National Register Listing

Bryan Hall

W. University Ave. and 13th St., Gainesville, FL

Bryan Hall is historically significant to the University of Florida as the first "permanent" home of the College of Law, which is the second oldest law school in the state. The Law College was founded in 1909 with an initial class of thirty-one students. It occupied space in Thomas Hall and moved to Language (now Anderson Hall shortly thereafter. The Florida Board of Control ordered preparation of plans for a new building to house the College of Law in 1913, and construction began in 1914.2 The structure was completed and occupied in November of the same year.

Bryan Hall has a certain added significance as a point of experimental departure for the principal campus architect, William Edwards. Unlike his other University of Florida buildings, Bryan was designed to be an austere structure; however, its bracketed eaves, typical of the bungalow residential style so popular in Florida at the time, provide a distinct contrast with Edwards' other campus structures.

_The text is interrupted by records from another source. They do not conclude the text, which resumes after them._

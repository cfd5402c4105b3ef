//! Station name resolution.

use std::collections::HashMap;

use super::StationRecord;
use super::data::STATIONS;

/// Immutable lookup from station spellings to provider codes.
///
/// Built once at startup and shared behind an `Arc`.
#[derive(Debug, Clone)]
pub struct StationDirectory {
    records: &'static [StationRecord],
    by_spelling: HashMap<String, usize>,
}

impl StationDirectory {
    /// Directory of the Uzbek railway network.
    pub fn uzbekistan() -> Self {
        Self::from_records(STATIONS)
    }

    fn from_records(records: &'static [StationRecord]) -> Self {
        let mut by_spelling = HashMap::new();
        for (idx, record) in records.iter().enumerate() {
            for spelling in record.spellings() {
                // First record wins if two stations ever share a spelling.
                by_spelling.entry(normalise(spelling)).or_insert(idx);
            }
        }
        Self {
            records,
            by_spelling,
        }
    }

    /// Resolve user input to a provider station code.
    ///
    /// Empty input and input starting with a digit are assumed to already be
    /// codes and come back unchanged. Otherwise the trimmed, lowercased input
    /// is matched exactly against known spellings; unknown names also come
    /// back unchanged, leaving the provider to reject them.
    ///
    /// ```
    /// use ticket_bot::stations::StationDirectory;
    ///
    /// let stations = StationDirectory::uzbekistan();
    /// assert_eq!(stations.resolve("  TOSHKENT "), "2900000");
    /// assert_eq!(stations.resolve("9999999"), "9999999");
    /// assert_eq!(stations.resolve("Nowhereville"), "Nowhereville");
    /// ```
    pub fn resolve(&self, token: &str) -> String {
        if token.is_empty() || token.starts_with(|c: char| c.is_ascii_digit()) {
            return token.to_string();
        }
        match self.lookup(token) {
            Some(record) => record.code.to_string(),
            None => token.to_string(),
        }
    }

    /// All stations, in table order.
    pub fn all(&self) -> &[StationRecord] {
        self.records
    }

    /// Stations flagged as major stops.
    pub fn major(&self) -> impl Iterator<Item = &StationRecord> {
        self.records.iter().filter(|r| r.is_major)
    }

    /// Stations in a region, compared case-insensitively.
    pub fn by_region<'a>(&'a self, region: &str) -> impl Iterator<Item = &'a StationRecord> {
        let region = normalise(region);
        self.records
            .iter()
            .filter(move |r| r.region.to_lowercase() == region)
    }

    /// Look up a station by its provider code.
    pub fn by_code(&self, code: &str) -> Option<&StationRecord> {
        self.records.iter().find(|r| r.code == code)
    }

    /// Look up a station by any of its spellings, case-insensitively.
    pub fn by_name(&self, name: &str) -> Option<&StationRecord> {
        self.lookup(name)
    }

    /// Canonical names containing `query`, case-insensitively.
    ///
    /// An empty query suggests every station.
    pub fn suggestions(&self, query: &str) -> Vec<&'static str> {
        let query = normalise(query);
        self.records
            .iter()
            .map(|r| r.name)
            .filter(|name| name.to_lowercase().contains(&query))
            .collect()
    }

    fn lookup(&self, token: &str) -> Option<&StationRecord> {
        self.by_spelling
            .get(&normalise(token))
            .and_then(|&idx| self.records.get(idx))
    }
}

impl Default for StationDirectory {
    fn default() -> Self {
        Self::uzbekistan()
    }
}

fn normalise(s: &str) -> String {
    s.trim().to_lowercase()
}

#[cfg(test)]
mod tests {
    use super::*;

    #[test]
    fn resolves_names_and_aliases() {
        let stations = StationDirectory::uzbekistan();

        assert_eq!(stations.resolve("Tashkent"), "2900000");
        assert_eq!(stations.resolve("toshkent"), "2900000");
        assert_eq!(stations.resolve("  TOSHKENT "), "2900000");
        assert_eq!(stations.resolve("Samarkand"), "2900700");
        assert_eq!(stations.resolve("Qo'qon"), "2900880");
        assert_eq!(stations.resolve("kokand"), "2900880");
        assert_eq!(stations.resolve("Urganch"), "2900790");
    }

    #[test]
    fn codes_and_unknowns_pass_through() {
        let stations = StationDirectory::uzbekistan();

        assert_eq!(stations.resolve(""), "");
        assert_eq!(stations.resolve("9999999"), "9999999");
        assert_eq!(stations.resolve("2900000"), "2900000");
        assert_eq!(stations.resolve("Nowhereville"), "Nowhereville");
        // No fuzzy matching.
        assert_eq!(stations.resolve("Toshken"), "Toshken");
    }

    #[test]
    fn every_code_has_one_record() {
        let stations = StationDirectory::uzbekistan();
        let mut codes: Vec<_> = stations.all().iter().map(|r| r.code).collect();
        let total = codes.len();
        codes.sort_unstable();
        codes.dedup();
        assert_eq!(codes.len(), total);
        assert_eq!(total, 16);
    }

    #[test]
    fn filters() {
        let stations = StationDirectory::uzbekistan();

        assert_eq!(stations.major().count(), 14);
        assert!(stations.major().all(|r| r.name != "Pop"));

        let xorazm: Vec<_> = stations.by_region("XORAZM").map(|r| r.name).collect();
        assert_eq!(xorazm, vec!["Urgench", "Xiva"]);

        assert_eq!(stations.by_code("2900172").map(|r| r.name), Some("Xiva"));
        assert_eq!(stations.by_code("0"), None);
        assert_eq!(stations.by_name("Bukhara").map(|r| r.code), Some("2900800"));
    }

    #[test]
    fn suggestions_match_substrings() {
        let stations = StationDirectory::uzbekistan();

        assert_eq!(stations.suggestions("").len(), 16);
        assert_eq!(stations.suggestions("SAM"), vec!["Samarqand"]);
        assert_eq!(stations.suggestions("an"), vec!["Andijon", "Namangan", "Samarqand"]);
        assert!(stations.suggestions("zzz").is_empty());
    }
}
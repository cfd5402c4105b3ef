//! Provider response languages.

use std::fmt;
use std::str::FromStr;

/// Error returned when parsing an unsupported language code.
#[derive(Debug, Clone, PartialEq, Eq, thiserror::Error)]
#[error("unsupported language code: {0:?} (expected uz, ru or en)")]
pub struct UnknownLanguage(String);

/// Language sent to the provider in `Accept-Language`.
///
/// Station and brand names in search results come back in this language.
#[derive(Debug, Clone, Copy, PartialEq, Eq, Hash, Default)]
pub enum Language {
    #[default]
    Uzbek,
    Russian,
    English,
}

impl Language {
    /// Two-letter code used on the wire.
    pub fn code(self) -> &'static str {
        match self {
            Language::Uzbek => "uz",
            Language::Russian => "ru",
            Language::English => "en",
        }
    }
}

impl FromStr for Language {
    type Err = UnknownLanguage;

    fn from_str(s: &str) -> Result<Self, Self::Err> {
        match s.trim().to_ascii_lowercase().as_str() {
            "uz" => Ok(Language::Uzbek),
            "ru" => Ok(Language::Russian),
            "en" => Ok(Language::English),
            _ => Err(UnknownLanguage(s.to_string())),
        }
    }
}

impl fmt::Display for Language {
    fn fmt(&self, f: &mut fmt::Formatter<'_>) -> fmt::Result {
        f.write_str(self.code())
    }
}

Local significance of the building:
Education; Law; Architecture

Listed in National Register of Historic Places in 1979.

The National Register of Historic Places is the official list of the Nation’s historic places worthy of preservation. Authorized by the National Historic Preservation Act of 1966, the National Park Service’s National Register of Historic Places is part of a national program to coordinate and support public and private efforts to identify, evaluate, and protect America’s historic and archeological resources.